Try it: Please say how many lines in the records contain the word "entry", giving only the number.

Stored data entries:
* * * * * * * * *
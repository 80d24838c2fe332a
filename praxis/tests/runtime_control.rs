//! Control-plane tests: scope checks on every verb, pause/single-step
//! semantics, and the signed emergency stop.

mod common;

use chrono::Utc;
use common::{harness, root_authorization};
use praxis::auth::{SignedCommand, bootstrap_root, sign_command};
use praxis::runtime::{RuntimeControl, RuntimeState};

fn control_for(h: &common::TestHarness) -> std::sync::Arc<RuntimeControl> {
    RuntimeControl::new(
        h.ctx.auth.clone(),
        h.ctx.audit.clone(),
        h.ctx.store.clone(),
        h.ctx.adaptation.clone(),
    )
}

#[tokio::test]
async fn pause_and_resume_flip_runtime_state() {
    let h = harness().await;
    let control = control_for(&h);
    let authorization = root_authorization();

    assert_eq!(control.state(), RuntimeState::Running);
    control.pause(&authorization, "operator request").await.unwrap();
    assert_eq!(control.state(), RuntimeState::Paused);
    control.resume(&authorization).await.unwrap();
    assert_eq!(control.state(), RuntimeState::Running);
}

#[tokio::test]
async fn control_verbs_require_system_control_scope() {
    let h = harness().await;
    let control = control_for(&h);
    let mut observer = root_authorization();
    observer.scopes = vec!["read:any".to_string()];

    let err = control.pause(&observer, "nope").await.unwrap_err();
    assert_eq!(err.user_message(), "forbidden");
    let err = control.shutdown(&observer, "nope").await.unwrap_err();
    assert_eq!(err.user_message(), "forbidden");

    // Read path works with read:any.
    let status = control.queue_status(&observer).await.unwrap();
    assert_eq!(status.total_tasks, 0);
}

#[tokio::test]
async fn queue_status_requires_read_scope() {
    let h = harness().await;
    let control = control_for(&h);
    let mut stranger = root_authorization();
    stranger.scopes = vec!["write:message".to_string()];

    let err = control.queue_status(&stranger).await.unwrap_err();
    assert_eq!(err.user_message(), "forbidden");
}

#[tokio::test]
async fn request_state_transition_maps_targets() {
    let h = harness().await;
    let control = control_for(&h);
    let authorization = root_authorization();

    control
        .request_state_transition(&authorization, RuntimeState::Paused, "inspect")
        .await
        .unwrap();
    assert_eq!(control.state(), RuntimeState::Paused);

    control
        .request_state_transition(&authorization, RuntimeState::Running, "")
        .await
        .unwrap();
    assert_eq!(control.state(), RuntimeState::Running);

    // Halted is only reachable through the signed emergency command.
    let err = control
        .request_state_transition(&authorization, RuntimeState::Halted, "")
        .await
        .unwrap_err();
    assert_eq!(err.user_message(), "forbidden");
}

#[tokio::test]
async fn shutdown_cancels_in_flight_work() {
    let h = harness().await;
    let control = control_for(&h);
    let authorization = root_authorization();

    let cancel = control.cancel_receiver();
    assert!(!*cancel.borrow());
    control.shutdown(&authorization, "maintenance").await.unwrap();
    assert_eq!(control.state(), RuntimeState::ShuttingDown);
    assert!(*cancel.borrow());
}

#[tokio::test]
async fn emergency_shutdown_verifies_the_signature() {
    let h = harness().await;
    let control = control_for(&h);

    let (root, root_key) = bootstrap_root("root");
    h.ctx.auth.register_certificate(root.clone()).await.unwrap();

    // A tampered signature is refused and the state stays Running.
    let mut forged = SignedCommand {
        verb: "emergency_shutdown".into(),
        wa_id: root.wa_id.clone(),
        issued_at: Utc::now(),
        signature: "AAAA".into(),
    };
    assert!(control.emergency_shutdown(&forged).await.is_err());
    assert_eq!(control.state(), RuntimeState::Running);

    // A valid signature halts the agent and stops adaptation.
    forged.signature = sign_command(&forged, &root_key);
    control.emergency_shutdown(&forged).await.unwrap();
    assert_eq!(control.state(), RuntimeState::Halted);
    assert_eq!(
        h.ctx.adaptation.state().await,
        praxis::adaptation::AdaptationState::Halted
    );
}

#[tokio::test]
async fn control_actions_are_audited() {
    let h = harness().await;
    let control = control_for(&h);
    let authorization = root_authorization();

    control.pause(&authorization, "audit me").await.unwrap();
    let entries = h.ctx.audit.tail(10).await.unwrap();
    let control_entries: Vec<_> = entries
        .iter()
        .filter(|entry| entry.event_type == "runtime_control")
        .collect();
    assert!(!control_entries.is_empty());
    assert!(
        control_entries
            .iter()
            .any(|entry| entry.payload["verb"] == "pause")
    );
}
* * * * * * * * *
Expected output: 2